The first email was sent around the 1970s, meaning that the Internet was already around that time as well. It was around the 1990s when wider attention was given to it. Today, a major section of the world’s population is connected to the Internet and many cannot seem to live or function without it.
But way back then, Internet was a dial up connection using a wired phone line, with a speed of 56K. It was that painstakingly slow. Today, an 8Mbps connection, which converts to 8000Kb, is considered slow in most developed countries. Can you somewhat see now how Internet service and connection speed developed through the years?
Through the years
As you can imagine, in the early days of the Internet, downloading anything was extremely difficult. A 3.5MB low-quality song will take about 30 minutes, if you’re lucky, or up to a few hours back then. It can take several days to download a 700MB low quality movie. What’s worse? It you use the net, you will not be able to use the phone. So there was always a toss-up, and for some people, they have to get a second phone line so they can use the Internet uninterrupted.

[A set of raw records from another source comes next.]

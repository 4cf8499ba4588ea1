use serde::{Deserialize, Serialize};

use crate::notifications::{seed_alerts, Notification};

/// Connection card at the top of the dashboard
#[derive(Debug, Clone, PartialEq, Serialize, Deserialize)]
pub struct ConnectionStatus {
    pub state: String,
    pub speed_mbps: f64,
}

impl Default for ConnectionStatus {
    fn default() -> Self {
        Self {
            state: "ACTIVE".to_string(),
            speed_mbps: 85.2,
        }
    }
}

impl ConnectionStatus {
    pub fn speed_label(&self) -> String {
        format!("{:.1} Mbps", self.speed_mbps)
    }
}

#[derive(Debug, Clone, PartialEq, Serialize, Deserialize)]
pub struct Dashboard {
    pub connection: ConnectionStatus,
    /// Newest first
    pub alerts: Vec<Notification>,
}

impl Default for Dashboard {
    fn default() -> Self {
        Self {
            connection: ConnectionStatus::default(),
            alerts: seed_alerts(),
        }
    }
}

impl Dashboard {
    /// Same dashboard with `alert` at the top of the feed
    pub fn with_alert(&self, alert: Notification) -> Self {
        let mut alerts = Vec::with_capacity(self.alerts.len() + 1);
        alerts.push(alert);
        alerts.extend(self.alerts.iter().cloned());
        Self {
            alerts,
            ..self.clone()
        }
    }
}

#[cfg(test)]
mod tests {
    use super::*;
    use crate::notifications::proactive_alert;

    #[test]
    fn test_new_alert_goes_first() {
        let dashboard = Dashboard::default();
        let updated = dashboard.with_alert(proactive_alert());
        assert_eq!(updated.alerts.len(), 3);
        assert_eq!(updated.alerts[0].timestamp, "just now");
        assert_eq!(updated.alerts[1..], dashboard.alerts[..]);
    }

    #[test]
    fn test_speed_label() {
        assert_eq!(ConnectionStatus::default().speed_label(), "85.2 Mbps");
    }
}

In the early 2000s, broadband came into being, providing new life to Internet users. Since then, broadband technology kept improving, with Internet connection speeds getting faster. Broadband did not tie up the phone line as well. For most people who do not know what broadband means, it’s a single phone line that is split, therefore you can use the telephone and the Internet simultaneously.
Broadband services and ISPs
Because it was a new technology in the 2000s, cost of broadband connection during its initial launch was almost prohibitive. Thus, the take-up was very slow. But as soon as prices became quite competitive, Internet service providers (ISPs) started competing against each other. They began to come up with packages for broadband internet bundles, like broadband service for the heavy users, for business, for the home and fastest broadband offers.
Today, the market is proliferated by more than several ISPs, each one of them trying to get a subscriber’s attention and patronage with their various broadband Internet bundles. They are trying to tailor fit the bundles to match the exact needs of each client.
From 2G, broadband technology has moved on the 3G mobile broadband, which allows users to go online at speeds that are already considered super-fast. There’s also cable broadband that boasts of connection speeds of up to 300Mbps. Touted today is 4G LTE that is supposed to deliver an even faster mobile broadband connection that used to be in the domain of a wired phone line. However, it is not yet that widespread, so you can still stick to using a 3G phone instead of investing in a 4G-capable one that hogs your battery life as well as voraciously consume your data allowance, if you’re on a capped plan. Continuing to make inroads as well is fibre broadband, which promises consistently faster connection speeds, something that used to be a dream for most Internet users.
In the past subscribers only get one type of Internet connection, which can be built-in in a fixed line phone subscription. When mobile broadband entered the scene, a variety of packages started to make an appearance.
A basic broadband Internet package can include a fixed phone line and Internet service, where you are charged a monthly rate. There are some ISPs that includes connection fees in the initial payment as well as the cost of the modem.
Today, most ISPs offer a capped broadband data package, meaning that you have a monthly limit, wherein extra charges will be included in your bill when you go beyond the data limit set in your contract.
You can choose a naked broadband deal where you only get the broadband service sans fixed phone line. You can also choose to have a robust package that includes wireless broadband connection that allows many devices to wirelessly connect to the Internet, which can also include access to interactive TV service.
That’s your brief history lesson for broadband. A side note: A broadband connection becomes wireless due to WLAN (wireless local area network). This simply means that a modem/router determines whether the connection is wired or wireless.